_ASSIGNED TASK_
Repeat the entries that follow from start to finish, keeping every character.

_DATA SUPPLIED_
★ ★ ★ ★ ★

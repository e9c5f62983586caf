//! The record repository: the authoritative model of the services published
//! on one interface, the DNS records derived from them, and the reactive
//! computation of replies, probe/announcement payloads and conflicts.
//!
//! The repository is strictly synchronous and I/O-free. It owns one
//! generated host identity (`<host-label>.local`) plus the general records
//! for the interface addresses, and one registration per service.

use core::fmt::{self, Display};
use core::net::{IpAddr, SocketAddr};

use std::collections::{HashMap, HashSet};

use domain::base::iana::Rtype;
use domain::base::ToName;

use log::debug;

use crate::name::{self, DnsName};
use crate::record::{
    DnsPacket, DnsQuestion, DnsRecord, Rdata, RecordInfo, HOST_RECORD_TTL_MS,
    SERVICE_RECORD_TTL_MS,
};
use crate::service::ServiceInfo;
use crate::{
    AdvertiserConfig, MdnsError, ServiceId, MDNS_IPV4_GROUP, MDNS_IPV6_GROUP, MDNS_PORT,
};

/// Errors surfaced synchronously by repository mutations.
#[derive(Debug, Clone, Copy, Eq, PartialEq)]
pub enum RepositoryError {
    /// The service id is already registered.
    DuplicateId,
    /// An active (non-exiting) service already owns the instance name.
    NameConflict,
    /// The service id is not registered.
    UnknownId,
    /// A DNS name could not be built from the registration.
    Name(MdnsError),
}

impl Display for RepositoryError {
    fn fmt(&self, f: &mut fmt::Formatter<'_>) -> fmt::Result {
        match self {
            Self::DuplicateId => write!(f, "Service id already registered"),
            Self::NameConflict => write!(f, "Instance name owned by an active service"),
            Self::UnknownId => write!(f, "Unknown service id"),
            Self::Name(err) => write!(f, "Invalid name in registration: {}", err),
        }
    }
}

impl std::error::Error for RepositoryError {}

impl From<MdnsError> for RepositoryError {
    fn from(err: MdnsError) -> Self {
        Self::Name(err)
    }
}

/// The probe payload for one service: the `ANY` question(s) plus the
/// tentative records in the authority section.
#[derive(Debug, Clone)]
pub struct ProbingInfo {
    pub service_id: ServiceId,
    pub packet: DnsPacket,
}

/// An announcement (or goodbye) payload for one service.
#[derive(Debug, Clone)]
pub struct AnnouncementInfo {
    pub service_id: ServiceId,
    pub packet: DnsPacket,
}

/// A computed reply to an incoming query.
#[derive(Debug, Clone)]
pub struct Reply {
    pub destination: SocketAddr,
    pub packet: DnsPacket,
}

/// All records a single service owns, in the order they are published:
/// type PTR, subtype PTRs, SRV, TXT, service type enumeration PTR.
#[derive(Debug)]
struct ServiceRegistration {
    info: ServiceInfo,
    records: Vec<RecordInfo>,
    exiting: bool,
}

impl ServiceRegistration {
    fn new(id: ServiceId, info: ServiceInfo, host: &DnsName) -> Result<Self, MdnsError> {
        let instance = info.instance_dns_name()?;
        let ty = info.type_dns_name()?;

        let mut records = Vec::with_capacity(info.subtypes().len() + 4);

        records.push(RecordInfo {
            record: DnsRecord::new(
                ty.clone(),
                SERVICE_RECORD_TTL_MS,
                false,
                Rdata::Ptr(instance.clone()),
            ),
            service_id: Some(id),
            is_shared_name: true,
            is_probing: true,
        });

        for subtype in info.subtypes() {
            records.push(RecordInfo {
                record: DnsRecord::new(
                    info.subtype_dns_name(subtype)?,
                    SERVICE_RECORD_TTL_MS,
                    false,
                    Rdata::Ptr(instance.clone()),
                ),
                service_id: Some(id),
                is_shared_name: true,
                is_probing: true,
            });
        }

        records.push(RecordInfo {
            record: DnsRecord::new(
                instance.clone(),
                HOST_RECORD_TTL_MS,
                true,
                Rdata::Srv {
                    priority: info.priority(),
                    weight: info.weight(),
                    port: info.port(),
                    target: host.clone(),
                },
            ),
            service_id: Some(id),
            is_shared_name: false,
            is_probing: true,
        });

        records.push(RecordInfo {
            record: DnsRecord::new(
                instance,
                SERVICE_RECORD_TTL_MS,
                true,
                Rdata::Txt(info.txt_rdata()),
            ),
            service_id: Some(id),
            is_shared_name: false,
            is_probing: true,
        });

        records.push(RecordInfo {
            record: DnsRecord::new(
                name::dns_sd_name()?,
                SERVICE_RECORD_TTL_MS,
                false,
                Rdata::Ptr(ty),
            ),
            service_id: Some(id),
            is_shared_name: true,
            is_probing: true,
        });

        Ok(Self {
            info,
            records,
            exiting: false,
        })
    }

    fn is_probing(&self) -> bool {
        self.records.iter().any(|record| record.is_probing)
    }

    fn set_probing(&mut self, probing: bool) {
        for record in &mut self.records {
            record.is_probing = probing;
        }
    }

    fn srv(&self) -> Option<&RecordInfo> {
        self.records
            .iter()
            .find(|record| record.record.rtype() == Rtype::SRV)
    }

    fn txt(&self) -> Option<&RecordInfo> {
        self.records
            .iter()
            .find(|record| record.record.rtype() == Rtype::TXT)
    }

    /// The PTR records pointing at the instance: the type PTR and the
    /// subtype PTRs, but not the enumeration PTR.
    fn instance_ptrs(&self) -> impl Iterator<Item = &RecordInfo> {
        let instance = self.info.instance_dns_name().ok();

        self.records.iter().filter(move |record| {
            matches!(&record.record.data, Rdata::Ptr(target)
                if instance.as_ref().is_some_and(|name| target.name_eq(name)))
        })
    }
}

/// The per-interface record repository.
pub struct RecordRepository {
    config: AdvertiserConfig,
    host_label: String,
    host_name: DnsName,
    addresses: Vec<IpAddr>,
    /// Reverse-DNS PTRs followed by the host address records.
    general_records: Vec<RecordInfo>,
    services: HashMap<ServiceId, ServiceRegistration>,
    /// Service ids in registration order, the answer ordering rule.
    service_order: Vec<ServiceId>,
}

★ ★ ★ ★ ★

_RESULT OF THIS TASK_
repository e9c5f62983586caf
//! The record repository: the authoritative model of the services published
//! on one interface, the DNS records derived from them, and the reactive
//! computation of replies, probe/announcement payloads and conflicts.
//!
//! The repository is strictly synchronous and I/O-free. It owns one
//! generated host identity (`<host-label>.local`) plus the general records
//! for the interface addresses, and one registration per service.

use core::fmt::{self, Display};
use core::net::{IpAddr, SocketAddr};

use std::collections::{HashMap, HashSet};

use domain::base::iana::Rtype;
use domain::base::ToName;

use log::debug;

use crate::name::{self, DnsName};
use crate::record::{
    DnsPacket, DnsQuestion, DnsRecord, Rdata, RecordInfo, HOST_RECORD_TTL_MS,
    SERVICE_RECORD_TTL_MS,
};
use crate::service::ServiceInfo;
use crate::{
    AdvertiserConfig, MdnsError, ServiceId, MDNS_IPV4_GROUP, MDNS_IPV6_GROUP, MDNS_PORT,
};

/// Errors surfaced synchronously by repository mutations.
#[derive(Debug, Clone, Copy, Eq, PartialEq)]
pub enum RepositoryError {
    /// The service id is already registered.
    DuplicateId,
    /// An active (non-exiting) service already owns the instance name.
    NameConflict,
    /// The service id is not registered.
    UnknownId,
    /// A DNS name could not be built from the registration.
    Name(MdnsError),
}

impl Display for RepositoryError {
    fn fmt(&self, f: &mut fmt::Formatter<'_>) -> fmt::Result {
        match self {
            Self::DuplicateId => write!(f, "Service id already registered"),
            Self::NameConflict => write!(f, "Instance name owned by an active service"),
            Self::UnknownId => write!(f, "Unknown service id"),
            Self::Name(err) => write!(f, "Invalid name in registration: {}", err),
        }
    }
}

impl std::error::Error for RepositoryError {}

impl From<MdnsError> for RepositoryError {
    fn from(err: MdnsError) -> Self {
        Self::Name(err)
    }
}

/// The probe payload for one service: the `ANY` question(s) plus the
/// tentative records in the authority section.
#[derive(Debug, Clone)]
pub struct ProbingInfo {
    pub service_id: ServiceId,
    pub packet: DnsPacket,
}

/// An announcement (or goodbye) payload for one service.
#[derive(Debug, Clone)]
pub struct AnnouncementInfo {
    pub service_id: ServiceId,
    pub packet: DnsPacket,
}

/// A computed reply to an incoming query.
#[derive(Debug, Clone)]
pub struct Reply {
    pub destination: SocketAddr,
    pub packet: DnsPacket,
}

/// All records a single service owns, in the order they are published:
/// type PTR, subtype PTRs, SRV, TXT, service type enumeration PTR.
#[derive(Debug)]
struct ServiceRegistration {
    info: ServiceInfo,
    records: Vec<RecordInfo>,
    exiting: bool,
}

impl ServiceRegistration {
    fn new(id: ServiceId, info: ServiceInfo, host: &DnsName) -> Result<Self, MdnsError> {
        let instance = info.instance_dns_name()?;
        let ty = info.type_dns_name()?;

        let mut records = Vec::with_capacity(info.subtypes().len() + 4);

        records.push(RecordInfo {
            record: DnsRecord::new(
                ty.clone(),
                SERVICE_RECORD_TTL_MS,
                false,
                Rdata::Ptr(instance.clone()),
            ),
            service_id: Some(id),
            is_shared_name: true,
            is_probing: true,
        });

        for subtype in info.subtypes() {
            records.push(RecordInfo {
                record: DnsRecord::new(
                    info.subtype_dns_name(subtype)?,
                    SERVICE_RECORD_TTL_MS,
                    false,
                    Rdata::Ptr(instance.clone()),
                ),
                service_id: Some(id),
                is_shared_name: true,
                is_probing: true,
            });
        }

        records.push(RecordInfo {
            record: DnsRecord::new(
                instance.clone(),
                HOST_RECORD_TTL_MS,
                true,
                Rdata::Srv {
                    priority: info.priority(),
                    weight: info.weight(),
                    port: info.port(),
                    target: host.clone(),
                },
            ),
            service_id: Some(id),
            is_shared_name: false,
            is_probing: true,
        });

        records.push(RecordInfo {
            record: DnsRecord::new(
                instance,
                SERVICE_RECORD_TTL_MS,
                true,
                Rdata::Txt(info.txt_rdata()),
            ),
            service_id: Some(id),
            is_shared_name: false,
            is_probing: true,
        });

        records.push(RecordInfo {
            record: DnsRecord::new(
                name::dns_sd_name()?,
                SERVICE_RECORD_TTL_MS,
                false,
                Rdata::Ptr(ty),
            ),
            service_id: Some(id),
            is_shared_name: true,
            is_probing: true,
        });

        Ok(Self {
            info,
            records,
            exiting: false,
        })
    }

    fn is_probing(&self) -> bool {
        self.records.iter().any(|record| record.is_probing)
    }

    fn set_probing(&mut self, probing: bool) {
        for record in &mut self.records {
            record.is_probing = probing;
        }
    }

    fn srv(&self) -> Option<&RecordInfo> {
        self.records
            .iter()
            .find(|record| record.record.rtype() == Rtype::SRV)
    }

    fn txt(&self) -> Option<&RecordInfo> {
        self.records
            .iter()
            .find(|record| record.record.rtype() == Rtype::TXT)
    }

    /// The PTR records pointing at the instance: the type PTR and the
    /// subtype PTRs, but not the enumeration PTR.
    fn instance_ptrs(&self) -> impl Iterator<Item = &RecordInfo> {
        let instance = self.info.instance_dns_name().ok();

        self.records.iter().filter(move |record| {
            matches!(&record.record.data, Rdata::Ptr(target)
                if instance.as_ref().is_some_and(|name| target.name_eq(name)))
        })
    }
}

/// The per-interface record repository.
pub struct RecordRepository {
    config: AdvertiserConfig,
    host_label: String,
    host_name: DnsName,
    addresses: Vec<IpAddr>,
    /// Reverse-DNS PTRs followed by the host address records.
    general_records: Vec<RecordInfo>,
    services: HashMap<ServiceId, ServiceRegistration>,
    /// Service ids in registration order, the answer ordering rule.
    service_order: Vec<ServiceId>,
}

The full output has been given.